Prompt |
Across the lines of the records below, how many have the string "firmware" in them? Answer with the number alone.

━━━

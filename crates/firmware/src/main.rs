//! NoiseBLASTER firmware - Main Entry Point
//!
//! Hardware-only entry point for STM32H743ZI.
//!
//! # Pin assignments
//!
//! | Function            | Pins                          |
//! |---------------------|-------------------------------|
//! | SD card (SPI1)      | PA5 SCK, PA7 MOSI, PA6 MISO, PB10 CS |
//! | Codec control (I2C1)| PB8 SCL, PB9 SDA              |
//! | Codec audio (SAI1_A)| PE5 SCK, PE6 SD, PE4 FS, PE2 MCLK |
//! | Buttons             | PC0 play, PC1 vol+, PC2 vol-  |
//! | Liveness LED        | PB0                           |
//! | Fault LED           | PB14                          |

#![no_std]
#![no_main]

use embassy_executor::Spawner;
use embassy_stm32::gpio::{Input, Level, Output, Pull, Speed};
use embassy_stm32::i2c::{self, I2c};
use embassy_stm32::sai::{self, Sai};
use embassy_stm32::spi::{self, Spi};
use embassy_stm32::time::Hertz;
use embassy_stm32::{bind_interrupts, peripherals};
use embassy_time::Delay;
use static_cell::StaticCell;

use firmware::audio::sai_task::{sai_task, STREAM_ARMED, STREAM_WORDS};
use firmware::input::hardware::debounce_task;
use firmware::input::{ButtonEvents, BUTTON_EVENTS};
use firmware::sd::bus::ClockedSpi;
use firmware::{fault, mount_library, FatalFault, Library, Player, SdCard, StreamHandle, Tlv320Dac23};
use platform::config::{APP_NAME, APP_VERSION, SD_INIT_HZ, STREAM_BUFFER_BYTES};
use platform::{AudioCodec, AudioConfig};
use playback::{PlaybackBufferEngine, StreamBuffers};

// Logging transport + panic handler
use {defmt_rtt as _, panic_probe as _};

bind_interrupts!(struct Irqs {
    I2C1_EV => i2c::EventInterruptHandler<peripherals::I2C1>;
    I2C1_ER => i2c::ErrorInterruptHandler<peripherals::I2C1>;
});

/// Front/back sample buffers shared by the main loop and the SAI task.
static STREAM_BUFFERS: StreamBuffers<STREAM_BUFFER_BYTES> = StreamBuffers::new();

/// SAI DMA ring: room for two stream buffers.
static SAI_RING: StaticCell<[u16; 2 * STREAM_WORDS]> = StaticCell::new();

#[embassy_executor::main]
async fn main(spawner: Spawner) {
    defmt::info!("{=str} v{=str}", APP_NAME, APP_VERSION);
    let p = embassy_stm32::init(firmware::boot::build_embassy_config());

    let fault_led = Output::new(p.PB14, Level::Low, Speed::Low);

    // ── Codec control ───────────────────────────────────────────────────────
    let i2c = I2c::new(
        p.I2C1,
        p.PB8,
        p.PB9,
        Irqs,
        p.DMA1_CH4,
        p.DMA1_CH5,
        Hertz(100_000),
        i2c::Config::default(),
    );
    let mut codec = Tlv320Dac23::new(i2c);
    let audio = AudioConfig::default();
    if let Err(e) = codec.init(audio).await {
        defmt::error!("codec init failed: {}", defmt::Debug2Format(&e));
        fault::halt(fault_led, Delay, FatalFault::Codec);
    }

    // ── Card + volume ───────────────────────────────────────────────────────
    // SPI1 starts at the bring-up clock; the card driver raises it after init.
    let mut spi_config = spi::Config::default();
    spi_config.frequency = Hertz(SD_INIT_HZ);
    let spi = Spi::new_blocking(p.SPI1, p.PA5, p.PA7, p.PA6, spi_config);
    let cs = Output::new(p.PB10, Level::High, Speed::VeryHigh);
    let card = SdCard::new(ClockedSpi::new(spi, spi_config), cs);

    let Library {
        volume,
        playlist,
        card_type,
    } = match mount_library(card) {
        Ok(library) => library,
        Err(fault) => fault::halt(fault_led, Delay, fault),
    };
    defmt::info!("library ready on {} card", card_type);

    let engine = match PlaybackBufferEngine::new(volume, &STREAM_BUFFERS, playlist) {
        Ok(engine) => engine,
        Err(e) => {
            defmt::error!("first track unreadable: {}", defmt::Debug2Format(&e));
            fault::halt(fault_led, Delay, FatalFault::Storage)
        }
    };

    // ── Audio stream ────────────────────────────────────────────────────────
    let (sub_block_a, _) = sai::split_subblocks(p.SAI1);
    let mut sai_config = sai::Config::default();
    sai_config.mode = sai::Mode::Master;
    sai_config.tx_rx = sai::TxRx::Transmitter;
    sai_config.data_size = sai::DataSize::Data16;
    sai_config.stereo_mono = sai::StereoMono::Stereo;
    let sai = Sai::new_asynchronous_with_mclk(
        sub_block_a,
        p.PE5,
        p.PE6,
        p.PE4,
        p.PE2,
        p.DMA1_CH0,
        SAI_RING.init([0; 2 * STREAM_WORDS]),
        sai_config,
    );
    spawner.must_spawn(sai_task(sai, &STREAM_BUFFERS));

    // ── Buttons ─────────────────────────────────────────────────────────────
    let play = Input::new(p.PC0, Pull::Up).degrade();
    let volume_up = Input::new(p.PC1, Pull::Up).degrade();
    let volume_down = Input::new(p.PC2, Pull::Up).degrade();
    let led = Output::new(p.PB0, Level::Low, Speed::Low).degrade();
    spawner.must_spawn(debounce_task(play, volume_up, volume_down, led));

    // ── Main loop ───────────────────────────────────────────────────────────
    let mut player = Player::new(
        engine,
        codec,
        ButtonEvents::new(&BUTTON_EVENTS),
        audio.volume,
    );
    if let Err(e) = player.start(&mut StreamHandle::new(&STREAM_ARMED)) {
        defmt::error!("stream start failed: {}", defmt::Debug2Format(&e));
        fault::halt(fault_led, Delay, FatalFault::Storage);
    }

    defmt::info!("Entering main loop");
    loop {
        // A failed read or codec write costs one buffer of audio at most;
        // the next iteration retries from the same cursor.
        if let Err(e) = player.run_once().await {
            defmt::warn!("main loop: {}", defmt::Debug2Format(&e));
        }
        embassy_futures::yield_now().await;
    }
}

━━━

Answer for the task |
8